I want to filter my data using conditions, but the presence of NA affects the results.
For example:
dt <- data.table(a=c(1:4,NA), b=c(NA,2,1,4,5), d=c(1,2,NA,4,NA))
dt
a b d
1: 1 NA 1
2: 2 2 2
3: 3 1 NA
4: 4 4 4
5: NA 5 NA
when I do
subset(dt, !(b < a))
a b d
1: 2 2 2
2: 4 4 4
i.e., if either a or b is NA, that row is excluded:
but the result I want is
a b d
1: 1 NA 1
2: 2 2 2
3: 4 4 4
4: NA 5 NA
that is, I just want one row to be excluded if and only if the condition verifies.

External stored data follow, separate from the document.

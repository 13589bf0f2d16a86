use bytes::{Buf, BufMut, Bytes, BytesMut};

use crate::checksum;
use crate::envelope::EncryptionEnvelope;
use crate::error::{FrameError, Result};
use crate::header::{EncryptionFlag, HeaderTemplate, PacketHeader, HEADER_SIZE};

/// Largest payload the 16-bit header length field can describe.
pub const MAX_PAYLOAD_SIZE: usize = u16::MAX as usize;

/// Something that can be carried as a packet payload.
pub trait Payload {
    /// The plaintext payload bytes, checksum placeholder included.
    fn to_payload_bytes(&self) -> Vec<u8>;

    /// Whether the last byte is a checksum slot to be stamped.
    fn checksummed(&self) -> bool;
}

/// Raw bytes are sent as given, without a checksum.
impl Payload for [u8] {
    fn to_payload_bytes(&self) -> Vec<u8> {
        self.to_vec()
    }

    fn checksummed(&self) -> bool {
        false
    }
}

impl Payload for Bytes {
    fn to_payload_bytes(&self) -> Vec<u8> {
        self.to_vec()
    }

    fn checksummed(&self) -> bool {
        false
    }
}

/// A framed IP150 packet: header plus payload.
///
/// The header length always matches the payload it was built with.
#[derive(Debug, Clone, PartialEq, Eq)]
pub struct Packet {
    header: PacketHeader,
    payload: Bytes,
}

impl Packet {
    /// Build an unencrypted packet.
    pub fn new<P: Payload + ?Sized>(template: HeaderTemplate, payload: &P) -> Result<Self> {
        Self::build(template, payload, None)
    }

    /// Build a packet whose payload is encrypted by `envelope`.
    pub fn encrypted<P: Payload + ?Sized>(
        template: HeaderTemplate,
        payload: &P,
        envelope: &dyn EncryptionEnvelope,
    ) -> Result<Self> {
        Self::build(template, payload, Some(envelope))
    }

    /// Build a packet.
    ///
    /// The checksum is stamped on the plaintext payload. Encryption, when
    /// requested, runs afterwards and the header is sized from the bytes that
    /// actually go on the wire.
    pub fn build<P: Payload + ?Sized>(
        template: HeaderTemplate,
        payload: &P,
        envelope: Option<&dyn EncryptionEnvelope>,
    ) -> Result<Self> {
        let mut body = payload.to_payload_bytes();
        if payload.checksummed() {
            checksum::stamp(&mut body);
        }

        let (body, encryption_flag) = match envelope {
            Some(envelope) => (envelope.encrypt(&body), EncryptionFlag::Enabled),
            None => (body, EncryptionFlag::Disabled),
        };

        if body.len() > MAX_PAYLOAD_SIZE {
            return Err(FrameError::PayloadTooLarge {
                size: body.len(),
                max: MAX_PAYLOAD_SIZE,
            });
        }

        let header = PacketHeader::from_template(&template, body.len() as u16, encryption_flag);
        tracing::debug!(
            command = header.command,
            payload_len = body.len(),
            encrypted = header.is_encrypted(),
            "built packet"
        );

        Ok(Self {
            header,
            payload: Bytes::from(body),
        })
    }

    pub fn header(&self) -> &PacketHeader {
        &self.header
    }

    pub fn payload(&self) -> &Bytes {
        &self.payload
    }

    /// Returns true if the payload's last byte is a valid checksum.
    ///
    /// Only meaningful for unencrypted, checksummed payloads.
    pub fn checksum_valid(&self) -> bool {
        checksum::verify(&self.payload)
    }

    /// The total wire size of this packet (header + payload).
    pub fn wire_size(&self) -> usize {
        HEADER_SIZE + self.payload.len()
    }

    /// Append the wire form of this packet to `dst`.
    pub fn encode(&self, dst: &mut BytesMut) {
        dst.reserve(self.wire_size());
        dst.put_slice(&self.header.serialize());
        dst.put_slice(&self.payload);
    }

    /// The wire form of this packet.
    pub fn to_bytes(&self) -> Bytes {
        let mut buf = BytesMut::with_capacity(self.wire_size());
        self.encode(&mut buf);
        buf.freeze()
    }
}

/// Decode a packet from a buffer.
///
/// Returns `Ok(None)` if the buffer doesn't contain a complete packet yet.
/// On success, consumes the packet bytes from the buffer.
pub fn decode_packet(src: &mut BytesMut, max_payload: usize) -> Result<Option<Packet>> {
    if src.len() < HEADER_SIZE {
        return Ok(None); // Need more data
    }

    let header = PacketHeader::parse(&src[..HEADER_SIZE])?;
    let payload_len = header.payload_length as usize;

    if payload_len > max_payload {
        return Err(FrameError::PayloadTooLarge {
            size: payload_len,
            max: max_payload,
        });
    }

    let total = HEADER_SIZE + payload_len;
    if src.len() < total {
        return Ok(None); // Need more data
    }

    src.advance(HEADER_SIZE);
    let payload = src.split_to(payload_len).freeze();
    tracing::debug!(command = header.command, payload_len, "decoded packet");

    Ok(Some(Packet { header, payload }))
}

/// Decode exactly one packet from a complete buffer.
pub fn parse_packet(src: &[u8]) -> Result<Packet> {
    let mut buf = BytesMut::from(src);
    match decode_packet(&mut buf, MAX_PAYLOAD_SIZE)? {
        Some(packet) => Ok(packet),
        None => {
            let needed = match PacketHeader::parse(src) {
                Ok(header) => HEADER_SIZE + header.payload_length as usize,
                Err(_) => HEADER_SIZE,
            };
            Err(FrameError::Truncated {
                needed,
                available: src.len(),
            })
        }
    }
}

/// Configuration for packet streams.
#[derive(Debug, Clone)]
pub struct CodecConfig {
    /// Maximum accepted payload size in bytes. Default: `u16::MAX`.
    pub max_payload_size: usize,
    /// Read timeout for blocking operations.
    pub read_timeout: Option<std::time::Duration>,
    /// Write timeout for blocking operations.
    pub write_timeout: Option<std::time::Duration>,
}

impl Default for CodecConfig {
    fn default() -> Self {
        Self {
            max_payload_size: MAX_PAYLOAD_SIZE,
            read_timeout: None,
            write_timeout: None,
        }
    }
}

#[cfg(test)]
mod tests {
    use super::*;
    use crate::command::{PartitionCommand, PartitionCommandKind};
    use crate::header::{HeaderCommand, HeaderMessageType};
    use crate::memory::MemoryRequest;

    /// Reverses the payload and appends a marker so tests can see it ran.
    struct ReverseEnvelope;

    impl EncryptionEnvelope for ReverseEnvelope {
        fn encrypt(&self, plaintext: &[u8]) -> Vec<u8> {
            let mut out: Vec<u8> = plaintext.iter().rev().copied().collect();
            out.push(0xEE);
            out
        }
    }

    #[test]
    fn eprom_read_end_to_end() {
        let request = MemoryRequest::eprom(0x00F0, 16).unwrap();
        let packet = Packet::new(
            HeaderTemplate::for_command(HeaderCommand::ConnectToModule),
            &request,
        )
        .unwrap();

        assert_eq!(packet.header().command, 0xF0);
        assert_eq!(packet.header().payload_length, 8);
        assert_eq!(
            packet.payload().as_ref(),
            &[0x08, 0x50, 0x00, 0x00, 0xF0, 0x00, 0x10, 0x58]
        );

        let wire = packet.to_bytes();
        assert_eq!(wire.len(), 24);
        assert_eq!(packet.wire_size(), 24);
        assert_eq!(wire[0], 0xAA);
        assert_eq!(&wire[1..3], &[0x08, 0x00]);
        assert_eq!(wire[4], EncryptionFlag::Disabled as u8);
        assert_eq!(&wire[16..], packet.payload().as_ref());
    }

    #[test]
    fn partition_command_is_checksummed() {
        let cmd = PartitionCommand::new(1, PartitionCommandKind::Arm).unwrap();
        let packet = Packet::new(HeaderTemplate::default(), &cmd).unwrap();

        assert_eq!(packet.header().payload_length, 15);
        assert_eq!(packet.payload()[14], 0x40 + 0x0F + 0x20);
        assert!(packet.checksum_valid());
    }

    #[test]
    fn raw_payload_is_not_stamped() {
        let packet = Packet::new(HeaderTemplate::default(), &b"\x01\x02\x03"[..]).unwrap();
        assert_eq!(packet.payload().as_ref(), b"\x01\x02\x03");
    }

    #[test]
    fn encryption_sets_flag_and_sizes_from_ciphertext() {
        let request = MemoryRequest::ram(0x0010, 4).unwrap();
        let packet =
            Packet::encrypted(HeaderTemplate::default(), &request, &ReverseEnvelope).unwrap();

        assert!(packet.header().is_encrypted());
        assert_eq!(packet.header().payload_length, 9);
        // Checksum was stamped before the envelope reversed the bytes.
        let plain_checksum = 0x08u8 + 0x50 + 0x80 + 0x10 + 0x04;
        assert_eq!(packet.payload()[0], plain_checksum);
        assert_eq!(packet.payload()[8], 0xEE);
    }

    #[test]
    fn oversized_payload_rejected() {
        let big = vec![0u8; MAX_PAYLOAD_SIZE + 1];
        let err = Packet::new(HeaderTemplate::default(), big.as_slice()).unwrap_err();
        assert!(matches!(err, FrameError::PayloadTooLarge { .. }));
    }

    #[test]
    fn test_encode_decode_roundtrip() {
        let template = HeaderTemplate {
            message_type: HeaderMessageType::IpResponse,
            command: 0x37,
            sub_command: 0x01,
            unknown0: 0x02,
            unknown1: 0x03,
        };
        let packet = Packet::new(template, &b"status"[..]).unwrap();
        let mut buf = BytesMut::new();
        packet.encode(&mut buf);

        let decoded = decode_packet(&mut buf, MAX_PAYLOAD_SIZE).unwrap().unwrap();
        assert_eq!(decoded, packet);
        assert!(buf.is_empty());
    }

    #[test]
    fn test_decode_incomplete_header() {
        let mut buf = BytesMut::from(&[0xAA, 0x08, 0x00][..]);
        assert!(decode_packet(&mut buf, MAX_PAYLOAD_SIZE).unwrap().is_none());
    }

    #[test]
    fn test_decode_incomplete_payload() {
        let packet = Packet::new(HeaderTemplate::default(), &b"hello"[..]).unwrap();
        let mut buf = BytesMut::new();
        packet.encode(&mut buf);
        buf.truncate(HEADER_SIZE + 2);

        assert!(decode_packet(&mut buf, MAX_PAYLOAD_SIZE).unwrap().is_none());
        assert_eq!(buf.len(), HEADER_SIZE + 2);
    }

    #[test]
    fn test_decode_invalid_start_of_header() {
        let mut buf = BytesMut::from(&[0u8; HEADER_SIZE][..]);
        let result = decode_packet(&mut buf, MAX_PAYLOAD_SIZE);
        assert!(matches!(result, Err(FrameError::InvalidStartOfHeader(0))));
    }

    #[test]
    fn test_decode_payload_too_large() {
        let packet = Packet::new(HeaderTemplate::default(), &[0u8; 32][..]).unwrap();
        let mut buf = BytesMut::new();
        packet.encode(&mut buf);

        let result = decode_packet(&mut buf, 16);
        assert!(matches!(
            result,
            Err(FrameError::PayloadTooLarge { size: 32, max: 16 })
        ));
    }

    #[test]
    fn test_multiple_packets() {
        let first = Packet::new(HeaderTemplate::default(), &b"first"[..]).unwrap();
        let second = Packet::new(
            HeaderTemplate::for_command(HeaderCommand::Disconnect),
            &b"second"[..],
        )
        .unwrap();
        let mut buf = BytesMut::new();
        first.encode(&mut buf);
        second.encode(&mut buf);

        let p1 = decode_packet(&mut buf, MAX_PAYLOAD_SIZE).unwrap().unwrap();
        let p2 = decode_packet(&mut buf, MAX_PAYLOAD_SIZE).unwrap().unwrap();
        assert_eq!(p1.payload().as_ref(), b"first");
        assert_eq!(p2.header().header_command(), Some(HeaderCommand::Disconnect));
        assert!(buf.is_empty());
    }

    #[test]
    fn parse_packet_reports_missing_bytes() {
        let packet = Packet::new(HeaderTemplate::default(), &b"abcd"[..]).unwrap();
        let wire = packet.to_bytes();

        let err = parse_packet(&wire[..HEADER_SIZE + 1]).unwrap_err();
        assert!(matches!(
            err,
            FrameError::Truncated {
                needed: 20,
                available: 17
            }
        ));
        assert_eq!(parse_packet(&wire).unwrap(), packet);
    }
}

If I add more conditions, like subset(dt, is.na(a) | is.na(b) | !(b < a))
it works as expected but I was looking for a way to express 'if and only if' through operators like &
and |
Is this possible?
Thank you!
CodePudding user response:
This works:
dt[!which(dt$b < dt$a), ]
a b d
1: 1 NA 1
2: 2 2 2
3: 4 4 4
4: NA 5 NA
In this workaround I am only selecting the rows which don't return TRUE
for condition df$b < df$a
. Meaning they can return FALSE
or NA
or whatever really.
CodePudding user response:
We may use if_any
library(dplyr)
dt %>%
filter(if_any(c(b, a), is.na)|b >=a)
a b d
1: 1 NA 1
2: 2 2 2
3: 4 4 4
4: NA 5 NA